Re: Parallel INSERT (INTO ... SELECT ...) - Mailing list pgsql-hackers

From Amit Langote
Subject Re: Parallel INSERT (INTO ... SELECT ...)
Date
Msg-id CA+HiwqHo57OWs1s3mYpq9uHx_Hw2MRtp_jzyVnKn0ySQdQoL1Q@mail.gmail.com
Whole thread Raw
In response to Re: Parallel INSERT (INTO ... SELECT ...)  (Greg Nancarrow <gregn4422@gmail.com>)
Responses Re: Parallel INSERT (INTO ... SELECT ...)  (Greg Nancarrow <gregn4422@gmail.com>)
List pgsql-hackers
On Mon, Feb 15, 2021 at 4:39 PM Greg Nancarrow <gregn4422@gmail.com> wrote:
> On Sat, Feb 13, 2021 at 12:17 AM Amit Langote <amitlangote09@gmail.com> wrote:
> > On Thu, Feb 11, 2021 at 4:43 PM Greg Nancarrow <gregn4422@gmail.com> wrote:
> > > Actually, I tried adding the following in the loop that checks the
> > > parallel-safety of each partition and it seemed to work:
> > >
> > >             glob->relationOids =
> > >                     lappend_oid(glob->relationOids, pdesc->oids[i]);
> > >
> > > Can you confirm, is that what you were referring to?
> >
> > Right.  I had mistakenly mentioned PlannerGlobal.invalItems, sorry.
> >
> > Although it gets the job done, I'm not sure if manipulating
> > relationOids from max_parallel_hazard() or its subroutines is okay,
> > but I will let the committer decide that.  As I mentioned above, the
> > person who designed this decided for some reason that it is
> > extract_query_dependencies()'s job to populate
> > PlannerGlobal.relationOids/invalItems.
>
> Yes, it doesn't really seem right doing it within max_parallel_hazard().
> I tried doing it in extract_query_dependencies() instead - see
> attached patch - and it seems to work, but I'm not sure if there might
> be any unintended side-effects.

One issue I see with the patch is that it fails to consider
multi-level partitioning, because it's looking up partitions only in
the target table's PartitionDesc and no other.

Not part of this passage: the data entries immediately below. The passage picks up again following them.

//! Form controller: owns the [`FormState`], recomputes validation on every edit
//! and publishes the render-ready [`FormView`].

use crate::error::RegisterError;
use crate::field::{FieldId, FormState};
use crate::validator::{Validation, validate};
use closetr_domain::account::RegistrationRequest;
use std::borrow::Cow;
use tokio::sync::watch;
use tracing::{debug, trace};

/// Message shown after a transport failure. Presentation is left to the renderer.
pub const GENERIC_FAILURE: &str = "Registration is unavailable right now. Please try again.";

/// What a renderer needs for one input.
#[derive(Debug, Clone, PartialEq, Eq)]
pub struct FieldView {
    pub id: FieldId,
    pub value: String,
    pub touched: bool,
    pub error_visible: bool,
}

/// Snapshot of everything a renderer binds to.
#[derive(Debug, Clone, PartialEq, Eq)]
pub struct FormView {
    pub fields: [FieldView; FieldId::COUNT],
    pub can_submit: bool,
    pub submitting: bool,
    /// Field rejected by the last submission, if still unresolved.
    pub conflict: Option<FieldId>,
    pub failure: Option<Cow<'static, str>>,
}

impl FormView {
    #[must_use]
    pub const fn field(&self, id: FieldId) -> &FieldView {
        &self.fields[id.index()]
    }

    #[must_use]
    pub const fn error_visible(&self, id: FieldId) -> bool {
        self.field(id).error_visible
    }
}

#[derive(Debug)]
pub struct FormController {
    state: FormState,
    validation: Validation,
    submitting: bool,
    failure: Option<Cow<'static, str>>,
    view: watch::Sender<FormView>,
}

impl Default for FormController {
    fn default() -> Self {
        Self::new()
    }
}

impl FormController {
    /// All fields empty, no errors, submit disabled.
    #[must_use]
    pub fn new() -> Self {
        let state = FormState::new();
        let validation = validate(&state);
        let view = watch::Sender::new(render(&state, &validation, false, None));
        Self { state, validation, submitting: false, failure: None, view }
    }

    #[must_use]
    pub const fn state(&self) -> &FormState {
        &self.state
    }

    #[must_use]
    pub const fn validation(&self) -> &Validation {
        &self.validation
    }

    #[must_use]
    pub const fn submitting(&self) -> bool {
        self.submitting
    }

    #[must_use]
    pub fn failure(&self) -> Option<&str> {
        self.failure.as_deref()
    }

    #[must_use]
    pub const fn error_visible(&self, id: FieldId) -> bool {
        self.validation.error_visible(id)
    }

    /// Submit trigger state: valid form and no request in flight.
    #[must_use]
    pub fn can_submit(&self) -> bool {
        !self.submitting && self.validation.can_submit()
    }

    /// Latest published snapshot.
    #[must_use]
    pub fn view(&self) -> FormView {
        self.view.borrow().clone()
    }

    /// Receives a new [`FormView`] after every change.
    #[must_use]
    pub fn subscribe(&self) -> watch::Receiver<FormView> {
        self.view.subscribe()
    }

    /// Applies one edit and recomputes synchronously.
    ///
    /// Editing the username clears a pending username conflict; any edit clears
    /// the last transport failure message.
    pub fn input(&mut self, id: FieldId, value: impl Into<String>) {
        let changed = self.state.set_value(id, value);

        if changed && self.state.conflict_field() == Some(id) {
            self.state.clear_conflict();
            debug!(field = %id, "Conflict cleared by edit");
        }
        if changed {
            self.failure = None;
        }

        self.refresh();
    }

    /// Marks a submission in flight and snapshots the request.
    ///
    /// # Errors
    /// [`RegisterError::InvalidState`] when the form cannot be submitted or a
    /// submission is already in flight. Nothing is changed in that case.
    pub fn begin_submission(&mut self) -> Result<RegistrationRequest, RegisterError> {
        if self.submitting {
            return Err(RegisterError::InvalidState {
                message: "A registration request is already in flight".into(),
                context: None,
            });
        }
        if !self.validation.can_submit() {
            return Err(RegisterError::InvalidState {
                message: "The registration form is incomplete or invalid".into(),
                context: Some(
                    format!(
                        "errors on [{}]",
                        self.validation.visible_errors().map(|id| id.to_string()).collect::<Vec<_>>().join(", ")
                    )
                    .into(),
                ),
            });
        }

        self.submitting = true;
        self.failure = None;
        self.refresh();

        Ok(RegistrationRequest {
            name: self.state.value(FieldId::Name).to_owned(),
            username: self.state.value(FieldId::Username).to_owned(),
            password: self.state.value(FieldId::Password).to_owned(),
        })
    }

    /// The account was created. A conflict cannot be pending here: it keeps
    /// `can_submit` false, so no submission started while it was set.
    pub fn complete_success(&mut self) {
        self.submitting = false;
        self.failure = None;
        self.refresh();
    }

    /// The service rejected the value of `field`.
    pub fn complete_conflict(&mut self, field: FieldId) {
        self.submitting = false;
        self.state.set_conflict(field);
        self.refresh();
    }

    /// The request failed in transit; the form returns to its pre-submit state.
    pub fn complete_failure(&mut self, message: impl Into<Cow<'static, str>>) {
        self.submitting = false;
        self.failure = Some(message.into());
        self.refresh();
    }

    fn refresh(&mut self) {
        self.validation = validate(&self.state);
        trace!(
            errors = ?self.validation.visible_errors().collect::<Vec<_>>(),
            can_submit = self.can_submit(),
            "Form recomputed"
        );
        self.view.send_replace(render(
            &self.state,
            &self.validation,
            self.submitting,
            self.failure.clone(),
        ));
    }
}

fn render(
    state: &FormState,
    validation: &Validation,
    submitting: bool,
    failure: Option<Cow<'static, str>>,
) -> FormView {
    FormView {
        fields: FieldId::ALL.map(|id| {
            let field = state.field(id);
            FieldView {
                id,
                value: field.value().to_owned(),
                touched: field.touched(),
                error_visible: validation.error_visible(id),
            }
        }),
        can_submit: !submitting && validation.can_submit(),
        submitting,
        conflict: state.conflict_field(),
        failure,
    }
}

#[cfg(test)]
mod tests {
    use super::*;

    fn filled() -> FormController {
        let mut controller = FormController::new();
        controller.input(FieldId::Name, "Fides");
        controller.input(FieldId::Username, "fides");
        controller.input(FieldId::Password, "secret");
        controller.input(FieldId::PasswordConfirm, "secret");
        controller
    }

    #[test]
    fn initial_view_is_blank() {
        let view = FormController::new().view();
        assert!(view.fields.iter().all(|f| f.value.is_empty() && !f.error_visible));
        assert!(!view.can_submit);
        assert!(!view.submitting);
        assert!(view.failure.is_none());
    }

    #[test]
    fn every_edit_is_published() {
        let mut controller = FormController::new();
        let mut rx = controller.subscribe();

        controller.input(FieldId::Username, "u");
        assert!(rx.has_changed().unwrap());
        let view = rx.borrow_and_update().clone();
        assert!(view.error_visible(FieldId::Name));
        assert_eq!(view.field(FieldId::Username).value, "u");
    }

    #[test]
    fn begin_submission_rejects_invalid_form() {
        let mut controller = FormController::new();
        controller.input(FieldId::Name, "n");

        let err = controller.begin_submission().unwrap_err();
        assert!(matches!(err, RegisterError::InvalidState { .. }));
        assert!(!controller.submitting());
    }

    #[test]
    fn begin_submission_disables_trigger_until_completion() {
        let mut controller = filled();
        let request = controller.begin_submission().unwrap();

        assert_eq!(request.username, "fides");
        assert_eq!(request.password, "secret");
        assert!(controller.submitting());
        assert!(!controller.can_submit());
        assert!(!controller.view().can_submit);

        let again = controller.begin_submission().unwrap_err();
        assert!(matches!(again, RegisterError::InvalidState { .. }));

        controller.complete_failure(GENERIC_FAILURE);
        assert!(controller.can_submit());
        assert_eq!(controller.failure(), Some(GENERIC_FAILURE));
    }

    #[test]
    fn conflict_is_cleared_by_username_edit_only() {
        let mut controller = filled();
        controller.begin_submission().unwrap();
        controller.complete_conflict(FieldId::Username);
        assert!(controller.error_visible(FieldId::Username));
        assert_eq!(controller.view().conflict, Some(FieldId::Username));
        assert!(!controller.can_submit());

        controller.input(FieldId::Name, "Fides Again");
        assert!(controller.error_visible(FieldId::Username));

        controller.input(FieldId::Username, "fides2");
        assert!(!controller.error_visible(FieldId::Username));
        assert!(controller.can_submit());
    }

    #[test]
    fn pending_conflict_blocks_a_new_submission() {
        let mut controller = filled();
        controller.begin_submission().unwrap();
        controller.complete_conflict(FieldId::Username);

        assert!(matches!(controller.begin_submission(), Err(RegisterError::InvalidState { .. })));
        assert!(!controller.submitting());

        controller.input(FieldId::Username, "fides2");
        controller.begin_submission().unwrap();
        controller.complete_success();

        let view = controller.view();
        assert_eq!(view.conflict, None);
        assert!(!view.submitting);
        assert!(view.can_submit);
    }

    #[test]
    fn edits_clear_failure_message() {
        let mut controller = filled();
        controller.begin_submission().unwrap();
        controller.complete_failure("offline");
        assert_eq!(controller.view().failure.as_deref(), Some("offline"));

        controller.input(FieldId::Password, "secret2");
        assert!(controller.view().failure.is_none());
    }
}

@@ -3060,8 +3066,36 @@ extract_query_dependencies_walker(Node *node,
PlannerInfo *context)
            RangeTblEntry *rte = (RangeTblEntry *) lfirst(lc);

            if (rte->rtekind == RTE_RELATION)
-               context->glob->relationOids =
-                   lappend_oid(context->glob->relationOids, rte->relid);
+           {
+               PlannerGlobal   *glob;
+
+               glob = context->glob;
+               glob->relationOids =
+                   lappend_oid(glob->relationOids, rte->relid);
+               if (query->commandType == CMD_INSERT &&
+                                   rte->relkind == RELKIND_PARTITIONED_TABLE)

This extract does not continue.